Task objective — The answer is to be an exact copy of the lines below running from the line with "type IntoIter = slice::Iter<'a, PermitRecord>;" down to the line with "pub mod raw;", both ends included, and nothing more.

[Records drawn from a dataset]

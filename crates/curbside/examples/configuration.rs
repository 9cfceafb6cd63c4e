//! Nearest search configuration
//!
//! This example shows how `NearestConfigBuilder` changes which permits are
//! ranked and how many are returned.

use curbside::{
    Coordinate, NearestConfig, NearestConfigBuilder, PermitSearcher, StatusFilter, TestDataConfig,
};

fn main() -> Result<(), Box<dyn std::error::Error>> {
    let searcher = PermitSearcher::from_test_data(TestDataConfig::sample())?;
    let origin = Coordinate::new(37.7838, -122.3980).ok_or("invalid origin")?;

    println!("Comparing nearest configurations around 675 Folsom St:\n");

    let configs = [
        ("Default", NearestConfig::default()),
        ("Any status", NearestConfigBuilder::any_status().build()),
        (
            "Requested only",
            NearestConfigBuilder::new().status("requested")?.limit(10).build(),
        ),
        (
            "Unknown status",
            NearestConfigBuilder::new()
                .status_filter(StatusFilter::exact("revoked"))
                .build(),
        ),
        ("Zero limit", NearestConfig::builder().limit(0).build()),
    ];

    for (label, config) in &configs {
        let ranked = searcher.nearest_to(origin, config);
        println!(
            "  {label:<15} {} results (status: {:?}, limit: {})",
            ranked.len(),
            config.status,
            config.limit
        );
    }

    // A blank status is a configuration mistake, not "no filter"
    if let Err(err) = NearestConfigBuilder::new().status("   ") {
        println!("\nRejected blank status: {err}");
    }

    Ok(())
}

---

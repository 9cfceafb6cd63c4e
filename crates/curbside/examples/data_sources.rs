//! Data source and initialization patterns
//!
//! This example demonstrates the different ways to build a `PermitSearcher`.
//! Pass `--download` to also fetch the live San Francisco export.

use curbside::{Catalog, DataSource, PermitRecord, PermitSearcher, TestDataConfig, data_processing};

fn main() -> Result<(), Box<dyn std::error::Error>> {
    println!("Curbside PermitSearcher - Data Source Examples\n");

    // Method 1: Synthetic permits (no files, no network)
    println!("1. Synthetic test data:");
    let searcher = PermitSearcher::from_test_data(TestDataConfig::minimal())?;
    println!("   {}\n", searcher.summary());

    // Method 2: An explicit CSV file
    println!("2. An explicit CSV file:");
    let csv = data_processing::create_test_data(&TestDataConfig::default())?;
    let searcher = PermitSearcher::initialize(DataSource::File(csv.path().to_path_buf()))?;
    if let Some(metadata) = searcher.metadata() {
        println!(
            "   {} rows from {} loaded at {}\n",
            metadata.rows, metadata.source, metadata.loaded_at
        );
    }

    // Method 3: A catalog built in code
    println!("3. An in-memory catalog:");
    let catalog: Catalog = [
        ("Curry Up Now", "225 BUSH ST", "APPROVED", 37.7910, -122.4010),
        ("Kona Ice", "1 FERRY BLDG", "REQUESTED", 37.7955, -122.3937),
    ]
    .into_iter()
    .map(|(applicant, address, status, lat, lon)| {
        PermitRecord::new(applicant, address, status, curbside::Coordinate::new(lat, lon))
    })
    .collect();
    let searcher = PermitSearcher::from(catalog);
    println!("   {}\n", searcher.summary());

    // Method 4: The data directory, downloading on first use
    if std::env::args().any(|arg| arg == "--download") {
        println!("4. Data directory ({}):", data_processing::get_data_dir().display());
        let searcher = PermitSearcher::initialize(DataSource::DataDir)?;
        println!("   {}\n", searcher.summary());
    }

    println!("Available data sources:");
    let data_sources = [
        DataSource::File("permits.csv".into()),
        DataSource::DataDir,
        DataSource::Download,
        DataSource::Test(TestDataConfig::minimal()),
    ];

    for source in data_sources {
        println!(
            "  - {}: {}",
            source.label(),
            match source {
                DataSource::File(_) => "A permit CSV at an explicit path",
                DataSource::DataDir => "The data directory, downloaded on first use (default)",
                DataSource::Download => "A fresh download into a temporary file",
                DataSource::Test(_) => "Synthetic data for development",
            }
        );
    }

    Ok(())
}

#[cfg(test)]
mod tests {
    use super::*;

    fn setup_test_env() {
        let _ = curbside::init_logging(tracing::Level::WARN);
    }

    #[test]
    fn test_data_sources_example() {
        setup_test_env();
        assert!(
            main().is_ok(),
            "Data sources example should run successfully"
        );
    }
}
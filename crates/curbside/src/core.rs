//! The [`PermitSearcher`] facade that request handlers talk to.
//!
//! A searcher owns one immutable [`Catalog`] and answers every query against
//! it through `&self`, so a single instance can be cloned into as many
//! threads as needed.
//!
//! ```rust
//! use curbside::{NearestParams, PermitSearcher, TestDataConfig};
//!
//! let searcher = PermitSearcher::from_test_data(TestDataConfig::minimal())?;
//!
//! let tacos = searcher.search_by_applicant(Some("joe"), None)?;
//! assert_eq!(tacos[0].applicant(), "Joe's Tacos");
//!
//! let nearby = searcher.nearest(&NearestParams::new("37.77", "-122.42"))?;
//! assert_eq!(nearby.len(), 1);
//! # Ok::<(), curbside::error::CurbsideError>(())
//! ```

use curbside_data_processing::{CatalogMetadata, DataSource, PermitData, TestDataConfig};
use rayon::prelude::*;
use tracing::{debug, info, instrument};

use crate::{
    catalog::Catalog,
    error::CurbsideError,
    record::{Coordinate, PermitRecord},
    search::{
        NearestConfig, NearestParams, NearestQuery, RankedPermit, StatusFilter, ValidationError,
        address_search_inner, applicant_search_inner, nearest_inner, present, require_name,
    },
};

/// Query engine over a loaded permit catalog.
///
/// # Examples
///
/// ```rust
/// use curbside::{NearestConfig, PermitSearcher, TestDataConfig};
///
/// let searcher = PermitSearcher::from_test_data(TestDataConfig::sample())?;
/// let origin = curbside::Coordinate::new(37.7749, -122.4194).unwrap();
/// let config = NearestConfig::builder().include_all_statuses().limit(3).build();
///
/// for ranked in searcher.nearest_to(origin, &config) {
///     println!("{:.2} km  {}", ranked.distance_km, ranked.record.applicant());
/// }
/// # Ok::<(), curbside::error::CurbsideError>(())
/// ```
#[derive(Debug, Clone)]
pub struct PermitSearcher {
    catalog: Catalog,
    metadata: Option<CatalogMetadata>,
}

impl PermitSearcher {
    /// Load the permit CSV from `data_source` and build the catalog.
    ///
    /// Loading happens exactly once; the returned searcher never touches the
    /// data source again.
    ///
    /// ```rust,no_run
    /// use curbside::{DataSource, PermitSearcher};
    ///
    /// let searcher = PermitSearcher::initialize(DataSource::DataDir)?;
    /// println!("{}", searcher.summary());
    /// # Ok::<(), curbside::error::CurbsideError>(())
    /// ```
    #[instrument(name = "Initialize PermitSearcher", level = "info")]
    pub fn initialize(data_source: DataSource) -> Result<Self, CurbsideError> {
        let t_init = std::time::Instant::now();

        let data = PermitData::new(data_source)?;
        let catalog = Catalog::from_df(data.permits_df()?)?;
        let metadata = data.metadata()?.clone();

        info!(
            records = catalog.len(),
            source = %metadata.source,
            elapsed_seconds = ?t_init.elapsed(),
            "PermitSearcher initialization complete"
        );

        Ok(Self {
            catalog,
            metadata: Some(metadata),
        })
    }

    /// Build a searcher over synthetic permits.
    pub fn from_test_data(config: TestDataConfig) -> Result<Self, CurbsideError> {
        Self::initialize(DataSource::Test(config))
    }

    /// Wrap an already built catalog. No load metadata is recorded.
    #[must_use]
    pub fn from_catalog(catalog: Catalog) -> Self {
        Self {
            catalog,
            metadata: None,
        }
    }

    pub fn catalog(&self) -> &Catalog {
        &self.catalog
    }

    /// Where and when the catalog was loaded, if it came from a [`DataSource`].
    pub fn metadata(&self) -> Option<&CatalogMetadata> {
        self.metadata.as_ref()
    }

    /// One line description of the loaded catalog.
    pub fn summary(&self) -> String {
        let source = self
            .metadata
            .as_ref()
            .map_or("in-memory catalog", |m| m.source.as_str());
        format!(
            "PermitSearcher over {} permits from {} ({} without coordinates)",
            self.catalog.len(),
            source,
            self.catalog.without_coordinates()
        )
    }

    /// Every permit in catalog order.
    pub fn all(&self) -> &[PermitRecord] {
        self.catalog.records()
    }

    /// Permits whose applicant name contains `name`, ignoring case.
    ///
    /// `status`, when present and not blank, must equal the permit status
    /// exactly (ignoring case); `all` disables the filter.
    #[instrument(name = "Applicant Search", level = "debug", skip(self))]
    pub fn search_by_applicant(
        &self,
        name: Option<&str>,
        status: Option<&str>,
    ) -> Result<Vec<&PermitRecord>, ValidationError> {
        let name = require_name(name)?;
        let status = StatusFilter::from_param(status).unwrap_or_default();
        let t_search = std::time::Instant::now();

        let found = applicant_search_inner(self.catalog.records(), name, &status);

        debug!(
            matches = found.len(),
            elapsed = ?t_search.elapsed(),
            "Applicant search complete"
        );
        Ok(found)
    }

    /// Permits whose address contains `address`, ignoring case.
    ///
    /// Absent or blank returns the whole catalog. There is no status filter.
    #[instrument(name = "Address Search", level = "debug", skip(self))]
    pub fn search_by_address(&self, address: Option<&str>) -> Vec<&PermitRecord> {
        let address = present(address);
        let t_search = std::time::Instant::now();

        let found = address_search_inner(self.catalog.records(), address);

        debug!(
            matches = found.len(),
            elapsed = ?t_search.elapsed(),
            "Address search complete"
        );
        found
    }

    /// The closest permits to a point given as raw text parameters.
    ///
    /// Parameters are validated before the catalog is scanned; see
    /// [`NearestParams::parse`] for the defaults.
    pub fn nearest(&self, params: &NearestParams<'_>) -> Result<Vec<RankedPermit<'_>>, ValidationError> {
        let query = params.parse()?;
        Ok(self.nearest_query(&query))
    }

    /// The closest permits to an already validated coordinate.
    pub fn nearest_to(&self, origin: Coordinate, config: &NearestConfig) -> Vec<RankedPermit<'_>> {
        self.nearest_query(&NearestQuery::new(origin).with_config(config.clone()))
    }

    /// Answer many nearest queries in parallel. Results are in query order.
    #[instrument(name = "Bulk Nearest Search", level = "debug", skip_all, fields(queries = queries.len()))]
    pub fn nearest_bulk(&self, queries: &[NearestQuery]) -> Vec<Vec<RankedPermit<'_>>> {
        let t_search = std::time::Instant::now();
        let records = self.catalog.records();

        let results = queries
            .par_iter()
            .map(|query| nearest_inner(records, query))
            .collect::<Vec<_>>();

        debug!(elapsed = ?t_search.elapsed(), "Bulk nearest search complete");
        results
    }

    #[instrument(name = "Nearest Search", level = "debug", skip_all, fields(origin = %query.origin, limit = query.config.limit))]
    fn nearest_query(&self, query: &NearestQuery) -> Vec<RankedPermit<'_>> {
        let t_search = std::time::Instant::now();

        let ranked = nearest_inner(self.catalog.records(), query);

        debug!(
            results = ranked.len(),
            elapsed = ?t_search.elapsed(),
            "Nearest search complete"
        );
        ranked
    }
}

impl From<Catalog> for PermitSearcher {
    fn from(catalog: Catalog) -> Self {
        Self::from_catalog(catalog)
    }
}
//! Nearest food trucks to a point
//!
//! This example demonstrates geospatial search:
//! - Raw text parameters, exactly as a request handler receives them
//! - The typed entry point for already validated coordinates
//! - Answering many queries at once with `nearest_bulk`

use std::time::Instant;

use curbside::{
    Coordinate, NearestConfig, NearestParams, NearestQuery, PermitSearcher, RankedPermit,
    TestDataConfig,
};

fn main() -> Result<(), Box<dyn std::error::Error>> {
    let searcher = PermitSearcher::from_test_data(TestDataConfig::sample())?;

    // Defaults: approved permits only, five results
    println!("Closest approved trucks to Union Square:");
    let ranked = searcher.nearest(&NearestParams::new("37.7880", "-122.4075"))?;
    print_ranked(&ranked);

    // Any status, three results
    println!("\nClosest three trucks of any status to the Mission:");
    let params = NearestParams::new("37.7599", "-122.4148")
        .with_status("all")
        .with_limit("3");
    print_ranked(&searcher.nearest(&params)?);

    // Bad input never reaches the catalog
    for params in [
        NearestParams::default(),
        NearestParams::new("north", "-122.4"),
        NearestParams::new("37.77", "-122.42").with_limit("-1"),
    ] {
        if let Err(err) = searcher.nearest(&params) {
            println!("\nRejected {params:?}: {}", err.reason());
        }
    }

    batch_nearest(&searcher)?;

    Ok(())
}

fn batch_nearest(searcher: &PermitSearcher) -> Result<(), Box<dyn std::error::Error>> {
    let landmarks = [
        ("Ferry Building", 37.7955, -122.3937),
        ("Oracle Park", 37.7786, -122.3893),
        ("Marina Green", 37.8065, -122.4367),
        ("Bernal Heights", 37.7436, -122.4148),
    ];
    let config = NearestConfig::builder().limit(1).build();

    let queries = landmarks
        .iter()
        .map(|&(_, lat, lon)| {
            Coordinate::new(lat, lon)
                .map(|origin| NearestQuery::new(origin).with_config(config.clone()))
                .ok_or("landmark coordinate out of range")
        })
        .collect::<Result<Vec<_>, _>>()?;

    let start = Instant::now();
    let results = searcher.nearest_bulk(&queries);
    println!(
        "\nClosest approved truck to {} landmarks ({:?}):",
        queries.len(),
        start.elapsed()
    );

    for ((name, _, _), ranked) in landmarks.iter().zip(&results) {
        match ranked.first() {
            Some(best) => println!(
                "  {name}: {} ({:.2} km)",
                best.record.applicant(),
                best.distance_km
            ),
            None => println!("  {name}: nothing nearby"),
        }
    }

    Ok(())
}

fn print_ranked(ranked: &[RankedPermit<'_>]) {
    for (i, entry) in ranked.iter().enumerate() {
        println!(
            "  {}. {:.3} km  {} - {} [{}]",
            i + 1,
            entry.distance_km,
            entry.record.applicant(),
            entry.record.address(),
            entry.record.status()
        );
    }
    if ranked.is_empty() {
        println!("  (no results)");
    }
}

...

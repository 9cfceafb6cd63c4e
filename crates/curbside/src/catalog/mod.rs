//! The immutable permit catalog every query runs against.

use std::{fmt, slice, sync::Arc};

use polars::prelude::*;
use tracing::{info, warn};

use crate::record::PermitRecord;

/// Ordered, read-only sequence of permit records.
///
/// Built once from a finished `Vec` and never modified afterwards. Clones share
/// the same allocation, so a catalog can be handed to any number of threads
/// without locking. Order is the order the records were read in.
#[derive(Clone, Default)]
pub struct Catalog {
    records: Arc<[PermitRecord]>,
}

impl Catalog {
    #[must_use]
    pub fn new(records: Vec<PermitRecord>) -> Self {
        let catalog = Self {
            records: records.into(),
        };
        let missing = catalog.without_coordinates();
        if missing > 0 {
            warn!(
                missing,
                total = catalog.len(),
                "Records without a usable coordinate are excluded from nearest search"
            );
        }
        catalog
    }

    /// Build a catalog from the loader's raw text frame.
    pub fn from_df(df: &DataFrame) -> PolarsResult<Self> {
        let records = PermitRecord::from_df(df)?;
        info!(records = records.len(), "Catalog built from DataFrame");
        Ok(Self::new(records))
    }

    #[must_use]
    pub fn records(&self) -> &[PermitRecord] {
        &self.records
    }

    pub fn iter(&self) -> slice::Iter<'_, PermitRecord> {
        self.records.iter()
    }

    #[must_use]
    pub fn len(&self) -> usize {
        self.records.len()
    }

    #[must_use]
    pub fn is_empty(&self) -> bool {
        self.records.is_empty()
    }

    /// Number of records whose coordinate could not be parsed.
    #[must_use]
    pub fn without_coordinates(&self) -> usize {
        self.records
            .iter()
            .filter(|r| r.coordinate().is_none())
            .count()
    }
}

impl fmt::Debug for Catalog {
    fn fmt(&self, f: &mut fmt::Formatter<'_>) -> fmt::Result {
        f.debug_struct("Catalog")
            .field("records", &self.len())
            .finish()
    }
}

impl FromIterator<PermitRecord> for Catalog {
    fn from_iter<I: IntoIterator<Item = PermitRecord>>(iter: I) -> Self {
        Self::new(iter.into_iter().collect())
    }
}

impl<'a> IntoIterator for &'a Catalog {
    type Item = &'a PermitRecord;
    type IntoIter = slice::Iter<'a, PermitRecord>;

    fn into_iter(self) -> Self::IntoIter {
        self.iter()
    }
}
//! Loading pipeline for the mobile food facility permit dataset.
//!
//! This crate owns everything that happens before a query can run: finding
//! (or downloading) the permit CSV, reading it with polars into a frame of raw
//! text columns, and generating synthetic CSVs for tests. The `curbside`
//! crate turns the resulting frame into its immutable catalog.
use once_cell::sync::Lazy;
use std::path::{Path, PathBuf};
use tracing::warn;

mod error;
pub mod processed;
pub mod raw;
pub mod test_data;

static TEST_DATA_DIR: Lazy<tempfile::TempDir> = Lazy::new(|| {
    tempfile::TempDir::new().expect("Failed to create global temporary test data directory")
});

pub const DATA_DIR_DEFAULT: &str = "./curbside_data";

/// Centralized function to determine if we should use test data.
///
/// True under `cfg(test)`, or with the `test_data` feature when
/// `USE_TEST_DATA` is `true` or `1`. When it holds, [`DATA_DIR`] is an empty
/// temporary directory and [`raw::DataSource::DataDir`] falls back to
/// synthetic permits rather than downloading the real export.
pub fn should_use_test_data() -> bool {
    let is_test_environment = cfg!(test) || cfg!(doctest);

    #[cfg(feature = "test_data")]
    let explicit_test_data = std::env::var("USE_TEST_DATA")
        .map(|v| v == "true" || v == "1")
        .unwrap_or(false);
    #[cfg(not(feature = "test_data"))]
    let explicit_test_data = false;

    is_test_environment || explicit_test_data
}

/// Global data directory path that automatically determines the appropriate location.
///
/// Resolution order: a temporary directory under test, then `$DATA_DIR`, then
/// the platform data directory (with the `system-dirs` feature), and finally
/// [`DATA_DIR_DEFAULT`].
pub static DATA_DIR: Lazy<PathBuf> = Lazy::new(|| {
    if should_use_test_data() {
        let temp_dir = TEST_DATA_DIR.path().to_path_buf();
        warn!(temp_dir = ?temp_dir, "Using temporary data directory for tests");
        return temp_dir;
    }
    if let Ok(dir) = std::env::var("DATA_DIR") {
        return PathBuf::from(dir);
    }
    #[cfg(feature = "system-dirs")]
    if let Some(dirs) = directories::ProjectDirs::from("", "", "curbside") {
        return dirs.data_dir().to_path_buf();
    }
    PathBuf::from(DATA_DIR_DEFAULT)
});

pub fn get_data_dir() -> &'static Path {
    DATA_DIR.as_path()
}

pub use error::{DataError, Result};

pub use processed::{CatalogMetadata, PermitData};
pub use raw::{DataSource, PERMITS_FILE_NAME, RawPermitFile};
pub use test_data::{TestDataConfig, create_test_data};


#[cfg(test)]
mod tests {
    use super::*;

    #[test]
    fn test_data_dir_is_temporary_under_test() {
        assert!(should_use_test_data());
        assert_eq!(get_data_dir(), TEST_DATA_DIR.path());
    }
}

Answer box —
    type IntoIter = slice::Iter<'a, PermitRecord>;

    fn into_iter(self) -> Self::IntoIter {
        self.iter()
    }
}
//! Loading pipeline for the mobile food facility permit dataset.
//!
//! This crate owns everything that happens before a query can run: finding
//! (or downloading) the permit CSV, reading it with polars into a frame of raw
//! text columns, and generating synthetic CSVs for tests. The `curbside`
//! crate turns the resulting frame into its immutable catalog.
use once_cell::sync::Lazy;
use std::path::{Path, PathBuf};
use tracing::warn;

mod error;
pub mod processed;
pub mod raw;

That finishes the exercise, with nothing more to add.